An extraordinary expression I had not stumbled across before; also an early yuefu form imitated by Lu Ji and others. Text here is from Yiwen leiju (wikisource), which refers to Yuefu shiji, among others.
Fu Xuan, Bitter that Face. 晉傅玄豫章行
Bitter that face, of woman you are,
Lowly, worthless, hard to look at you.
The manchild heads the house,
Dropping to earth he gives birth to spirit.
The manly mind may rove, all the four seas,
Ten thousand leagues, hoping to blow in the dust.
Girls are reared without joy, without celebration;
They are not what the family treasures.
Their jade faces always age with time,
Husbands mostly take to the new and younger.

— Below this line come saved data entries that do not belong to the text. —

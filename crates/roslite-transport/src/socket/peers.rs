//! Connected peers of one bound socket.

use tokio::sync::mpsc;

use crate::message::Message;
use crate::poller::PeerId;

/// Outbound queues of every connected peer, in connection order.
#[derive(Debug, Default)]
pub(crate) struct PeerTable {
    peers: Vec<(PeerId, mpsc::Sender<Message>)>,
    /// Next peer to try for round-robin delivery
    cursor: usize,
}

impl PeerTable {
    pub(crate) fn insert(&mut self, peer: PeerId, outbound: mpsc::Sender<Message>) {
        self.peers.push((peer, outbound));
    }

    pub(crate) fn remove(&mut self, peer: PeerId) -> bool {
        let Some(index) = self.peers.iter().position(|(id, _)| *id == peer) else {
            return false;
        };
        self.peers.remove(index);
        if index < self.cursor {
            self.cursor -= 1;
        }
        if self.cursor >= self.peers.len() {
            self.cursor = 0;
        }
        true
    }

    pub(crate) fn get(&self, peer: PeerId) -> Option<&mpsc::Sender<Message>> {
        self.peers
            .iter()
            .find(|(id, _)| *id == peer)
            .map(|(_, outbound)| outbound)
    }

    pub(crate) fn len(&self) -> usize {
        self.peers.len()
    }

    pub(crate) fn is_empty(&self) -> bool {
        self.peers.is_empty()
    }

    pub(crate) fn iter(&self) -> impl Iterator<Item = &mpsc::Sender<Message>> {
        self.peers.iter().map(|(_, outbound)| outbound)
    }

    /// Peers in round-robin order starting at the cursor.
    pub(crate) fn rotation(&self) -> impl Iterator<Item = (usize, &mpsc::Sender<Message>)> {
        let len = self.peers.len();
        let start = self.cursor;
        (0..len).filter_map(move |step| {
            let index = (start + step) % len;
            self.peers.get(index).map(|(_, outbound)| (index, outbound))
        })
    }

    /// Moves the cursor past the peer at `index`.
    pub(crate) fn advance_past(&mut self, index: usize) {
        if !self.peers.is_empty() {
            self.cursor = (index + 1) % self.peers.len();
        }
    }
}

#[cfg(test)]
mod tests {
    use super::*;

    #[test]
    fn test_rotation_wraps_from_cursor() {
        let mut table = PeerTable::default();
        for id in 0..3 {
            let (tx, _rx) = mpsc::channel(1);
            table.insert(PeerId(id), tx);
        }
        table.advance_past(1);

        let order: Vec<usize> = table.rotation().map(|(index, _)| index).collect();
        assert_eq!(order, vec![2, 0, 1]);
    }

    #[test]
    fn test_remove_keeps_cursor_in_range() {
        let mut table = PeerTable::default();
        for id in 0..2 {
            let (tx, _rx) = mpsc::channel(1);
            table.insert(PeerId(id), tx);
        }
        table.advance_past(0);
        assert!(table.remove(PeerId(1)));
        assert!(!table.remove(PeerId(1)));

        let order: Vec<usize> = table.rotation().map(|(index, _)| index).collect();
        assert_eq!(order, vec![0]);
    }
}
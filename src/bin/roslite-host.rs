//! roslite-host - Atlas and the registrar in one process
//!
//! Both share one transport context, so the registrar reaches its proxies
//! over the in-process transport.
//!
//! # Usage
//!
//! ```bash
//! roslite-host --atlas tcp://0.0.0.0:5555 --interface 192.168.1.20
//!
//! # Persist registrar values
//! roslite-host --persistence-path /var/lib/roslite/store.json
//! ```

use std::path::PathBuf;
use std::process;

use anyhow::{Context as _, Result};
use clap::Parser;
use tokio_util::sync::CancellationToken;
use tracing::{error, info};

use atlas::{Atlas, AtlasConfig, DEFAULT_IPC_DIR};
use registrar::{Registrar, RegistrarConfig};
use roslite::cli::{init_tracing, spawn_shutdown_listener, CommonArgs};
use roslite_node::{Node, NodeConfig};
use roslite_transport::Context;

/// Atlas and registrar in one process
#[derive(Parser, Debug)]
#[command(name = "roslite-host", version, about)]
struct Args {
    #[command(flatten)]
    common: CommonArgs,

    /// Registrar persistence file
    #[arg(long, default_value = "/dev/null")]
    persistence_path: PathBuf,

    /// Directory for local-IPC endpoint files
    #[arg(long, env = "ROSLITE_IPC_DIR", default_value = DEFAULT_IPC_DIR)]
    ipc_dir: PathBuf,
}

#[tokio::main]
async fn main() -> Result<()> {
    let args = Args::parse();
    init_tracing(args.common.verbosity_level())?;

    info!(
        version = env!("CARGO_PKG_VERSION"),
        pid = process::id(),
        "roslite host starting"
    );

    let cancel_token = CancellationToken::new();
    spawn_shutdown_listener(cancel_token.clone());
    let context = Context::new();

    let config = AtlasConfig::new(args.common.atlas.clone(), args.common.interface.clone())
        .with_ipc_dir(args.ipc_dir);
    let mut atlas = Atlas::bind(config, context.clone(), cancel_token.clone())
        .await
        .with_context(|| format!("Failed to bind Atlas at {}", args.common.atlas))?;
    let atlas_address = atlas.local_address().clone();
    let atlas_task = tokio::spawn(async move { atlas.run().await });

    let node_config = NodeConfig::new(atlas_address, args.common.interface.clone());
    let mut node = Node::connect(node_config, context, cancel_token.clone())
        .await
        .context("Failed to reach Atlas")?;
    let registrar = Registrar::start(&RegistrarConfig::new(args.persistence_path), &mut node)
        .await
        .context("Failed to start registrar")?;

    let registrar_result = registrar.run().await;
    if let Err(e) = &registrar_result {
        error!(error = %e, "Registrar failed");
        cancel_token.cancel();
    }

    atlas_task.await.context("Atlas task failed")?;
    drop(node);

    info!("roslite host stopped");
    registrar_result.context("Registrar failed")
}
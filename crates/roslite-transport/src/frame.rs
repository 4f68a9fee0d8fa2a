//! Stream framing for multipart messages.
//!
//! ```text
//! u32 part count | u32 len | bytes | u32 len | bytes | ...
//! ```
//!
//! All integers are big-endian.

use bytes::Bytes;
use tokio::io::{AsyncRead, AsyncReadExt, AsyncWrite, AsyncWriteExt};

use crate::error::TransportError;
use crate::message::Message;

/// Maximum number of frames in one message.
pub const MAX_PARTS: usize = 64;

/// Maximum size of a single frame (64 MiB).
pub const MAX_PART_SIZE: usize = 64 * 1024 * 1024;

/// Writes one message. Does not flush.
pub async fn write_message<W>(writer: &mut W, message: &Message) -> Result<(), TransportError>
where
    W: AsyncWrite + Unpin,
{
    if message.is_empty() || message.len() > MAX_PARTS {
        return Err(TransportError::InvalidFrame(format!(
            "message has {} parts (expected 1..={MAX_PARTS})",
            message.len()
        )));
    }

    writer.write_u32(message.len() as u32).await?;
    for part in message.parts() {
        if part.len() > MAX_PART_SIZE {
            return Err(TransportError::InvalidFrame(format!(
                "part too large: {} bytes",
                part.len()
            )));
        }
        writer.write_u32(part.len() as u32).await?;
        writer.write_all(part).await?;
    }
    Ok(())
}

/// Reads one message.
///
/// A clean end of stream before the first byte of a message is reported
/// as `TransportError::Closed`.
pub async fn read_message<R>(reader: &mut R) -> Result<Message, TransportError>
where
    R: AsyncRead + Unpin,
{
    let count = reader.read_u32().await.map_err(eof_as_closed)? as usize;
    if count == 0 || count > MAX_PARTS {
        return Err(TransportError::InvalidFrame(format!(
            "message has {count} parts (expected 1..={MAX_PARTS})"
        )));
    }

    let mut parts = Vec::with_capacity(count);
    for _ in 0..count {
        let len = reader.read_u32().await.map_err(eof_as_closed)? as usize;
        if len > MAX_PART_SIZE {
            return Err(TransportError::InvalidFrame(format!(
                "part too large: {len} bytes"
            )));
        }

        let mut buf = vec![0u8; len];
        reader.read_exact(&mut buf).await.map_err(eof_as_closed)?;
        parts.push(Bytes::from(buf));
    }

    Ok(Message::new(parts))
}

fn eof_as_closed(e: std::io::Error) -> TransportError {
    if e.kind() == std::io::ErrorKind::UnexpectedEof {
        TransportError::Closed
    } else {
        e.into()
    }
}
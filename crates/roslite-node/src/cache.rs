//! Per-Node discovery cache.

use std::collections::HashMap;

use roslite_core::{Kind, Name};
use roslite_protocol::AddressPair;

/// Resolved address pairs by (kind, name).
///
/// Entries are never invalidated or replaced: once a name resolves, the
/// Node keeps using that pair for the rest of its life.
#[derive(Debug, Default)]
pub struct DiscoveryCache {
    entries: HashMap<(Kind, Name), AddressPair>,
}

impl DiscoveryCache {
    pub fn new() -> Self {
        Self::default()
    }

    pub fn get(&self, kind: Kind, name: &Name) -> Option<&AddressPair> {
        self.entries.get(&(kind, name.clone()))
    }

    /// Stores a pair unless one is already cached, returning the cached one.
    pub fn insert(&mut self, kind: Kind, name: Name, pair: AddressPair) -> &AddressPair {
        self.entries.entry((kind, name)).or_insert(pair)
    }

    pub fn len(&self) -> usize {
        self.entries.len()
    }

    pub fn is_empty(&self) -> bool {
        self.entries.is_empty()
    }
}
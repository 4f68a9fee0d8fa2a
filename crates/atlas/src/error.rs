use roslite_core::{Kind, Name};
use roslite_protocol::ProtocolError;
use roslite_transport::TransportError;
use thiserror::Error;

/// Errors that can occur while starting Atlas or materializing proxies.
#[derive(Error, Debug)]
pub enum AtlasError {
    /// The discovery endpoint could not be bound
    #[error("Failed to bind discovery endpoint: {0}")]
    Bind(#[source] TransportError),

    /// A proxy endpoint could not be bound on one of its transports
    #[error("Failed to create proxy for {kind} {name}: {source}")]
    ProxyCreation {
        kind: Kind,
        name: Name,
        #[source]
        source: TransportError,
    },

    #[error("Protocol error: {0}")]
    Protocol(#[from] ProtocolError),
}
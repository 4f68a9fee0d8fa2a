//! Registrar - persisted key/value service for roslite
//!
//! # Usage
//!
//! ```bash
//! registrar --atlas tcp://192.168.1.20:5555 --interface 192.168.1.21 store.json
//!
//! # Custom service and channel names
//! registrar --service settings --channel settings-updates store.json
//! ```
//!
//! The store is written back to its file when the process is signaled.

use std::path::PathBuf;
use std::process;

use anyhow::{Context as _, Result};
use clap::Parser;
use tokio_util::sync::CancellationToken;
use tracing::info;

use registrar::{Registrar, RegistrarConfig};
use roslite::cli::{init_tracing, spawn_shutdown_listener, CommonArgs};
use roslite_node::{Node, DEFAULT_REGISTRAR};
use roslite_transport::Context;

/// roslite key/value registrar
#[derive(Parser, Debug)]
#[command(name = "registrar", version, about)]
struct Args {
    #[command(flatten)]
    common: CommonArgs,

    /// JSON file the store is loaded from and saved to
    persistence_path: PathBuf,

    /// Service to provide
    #[arg(long, default_value = DEFAULT_REGISTRAR)]
    service: String,

    /// Channel new values are published on
    #[arg(long, default_value = DEFAULT_REGISTRAR)]
    channel: String,
}

#[tokio::main]
async fn main() -> Result<()> {
    let args = Args::parse();
    init_tracing(args.common.verbosity_level())?;

    info!(
        version = env!("CARGO_PKG_VERSION"),
        pid = process::id(),
        "Registrar starting"
    );

    let cancel_token = CancellationToken::new();
    spawn_shutdown_listener(cancel_token.clone());

    let mut node = Node::connect(args.common.node_config(), Context::new(), cancel_token)
        .await
        .context("Failed to reach Atlas")?;

    let config = RegistrarConfig {
        persistence_path: args.persistence_path,
        service: args.service,
        channel: args.channel,
    };
    let registrar = Registrar::start(&config, &mut node)
        .await
        .context("Failed to start registrar")?;

    registrar.run().await.context("Registrar failed")?;
    Ok(())
}
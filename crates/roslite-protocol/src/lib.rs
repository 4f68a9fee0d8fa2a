//! roslite Protocol - Wire protocol for discovery and registrar traffic
//!
//! Every message is a compact MessagePack map with small-integer keys.
//! This crate provides the key constants, typed views over those maps,
//! and the codec used by both the broker and the Nodes.

pub mod codec;
pub mod error;
pub mod keys;
pub mod message;

pub use codec::WireCodec;
pub use error::ProtocolError;
pub use message::{AddressPair, DiscoveryRequest, RegistrarEntry, RegistrarRequest, WireMap};
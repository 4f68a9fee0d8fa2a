//! roslite-subscriber - print every message published on a channel
//!
//! # Usage
//!
//! ```bash
//! # Watch registrar updates
//! roslite-subscriber registrar
//!
//! # Stop after ten messages
//! roslite-subscriber -n 10 temperature
//! ```
//!
//! Wire-encoded messages are printed as JSON, with integer map keys as
//! strings. Any other payload is printed as its length and bytes.

use anyhow::{Context as _, Result};
use clap::Parser;
use tokio_util::sync::CancellationToken;
use tracing::{debug, info};

use roslite::cli::{init_tracing, render_payload, spawn_shutdown_listener, CommonArgs};
use roslite_node::{Node, NodeError};
use roslite_transport::Context;

/// Subscribe to a roslite channel
#[derive(Parser, Debug)]
#[command(name = "roslite-subscriber", version, about)]
struct Args {
    #[command(flatten)]
    common: CommonArgs,

    /// Channel to subscribe to
    channel: String,

    /// Number of messages to print; 0 prints until interrupted
    #[arg(short = 'n', long, default_value_t = 0)]
    count: u64,
}

#[tokio::main]
async fn main() -> Result<()> {
    let args = Args::parse();
    init_tracing(args.common.verbosity_level())?;

    let cancel_token = CancellationToken::new();
    spawn_shutdown_listener(cancel_token.clone());

    let mut node = Node::connect(args.common.node_config(), Context::new(), cancel_token)
        .await
        .context("Failed to reach Atlas")?;
    let mut subscriber = match node.subscribe(&args.channel).await {
        Ok(subscriber) => subscriber,
        Err(NodeError::Interrupted) => return Ok(()),
        Err(e) => return Err(e).context("Failed to resolve channel"),
    };
    info!(channel = %args.channel, "Subscribed");

    let mut received: u64 = 0;
    loop {
        let payload = match subscriber.recv().await {
            Ok(payload) => payload,
            Err(NodeError::Interrupted) => break,
            Err(e) => return Err(e).context("Subscription failed"),
        };
        received += 1;
        debug!(channel = %args.channel, bytes = payload.len(), received, "Message received");

        println!("{}", render_payload(&payload));

        if args.count > 0 && received >= args.count {
            break;
        }
    }

    info!(channel = %args.channel, received, "Subscriber stopped");
    Ok(())
}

Once before you two were like body and shadow,
Now you are as distant as East from West.
Fu Xuan's 傅玄 (217-278) verse seems so starkly feminist, it is surprising to see his iconic portrait, spread out over the web. He is mentioned as an orphan, however; perhaps he has extra empathy for women because he dreams of what a mother would have been like. His membership in the court of Cao Cao explains his iconic significance; it also testifies to his poetic talent.
苦相身為女.早○馮校本作平.按樂府詩集三十四作卑.當作卑.陋難再陳.男兒當門戶.墮地自生神.雄心志四海.萬里望風塵.女育無欣慶.不為家所珍.玉顏隨年變.丈夫多好新.昔為形與影.今為胡與秦.
This isn't the text used in Owen; he follows Lu Qinli and Yutai xinyong in using a version of which this is a short excerpt. Just now, in between readings, I like the shorter version better!
Fu Xuan, Bitter that Face. 苦相篇 豫章行 作者:傅玄
Bitter that face, of woman you are,
Lowly, worthless, hard to look at you.
The manchild heads the house,
Dropping to earth he gives birth to spirit.
The manly mind may rove, all the four seas,
Ten thousand leagues of hope to blow in the dust.
Girls are reared without joy, without celebration;
They are not what the family treasures.
- 長大避深室 藏頭羞見人
- 垂淚適他鄉 忽如雨絕雲
- 低頭和顏色 素齒結朱唇
- 跪拜無復數 婢妾如嚴賔
- 情合同雲漢 葵藿仰陽春
- 心乖甚水火 百惡集其身
Hide their faces, ashamed to see men.
Dropping tears they are shunted to other villages,
Suddenly, like rain parting from the cloud.
They lower their heads, blushing,
White teeth meet between vermillion lips.
They kneel, koutou, and never matter again.
Even the servants are there to demand service.
If their love is well-matched, then Oxherd has his Weaver Woman,
Swamp plants await the bright sunny Spring.
And if his heart should change? Then, worse than water or fire,
A hundred hatreds build inside her body,
and then it picks up again where the shorter version leaves off:
Their jade faces always age with time,
Husbands mostly take to the new and younger.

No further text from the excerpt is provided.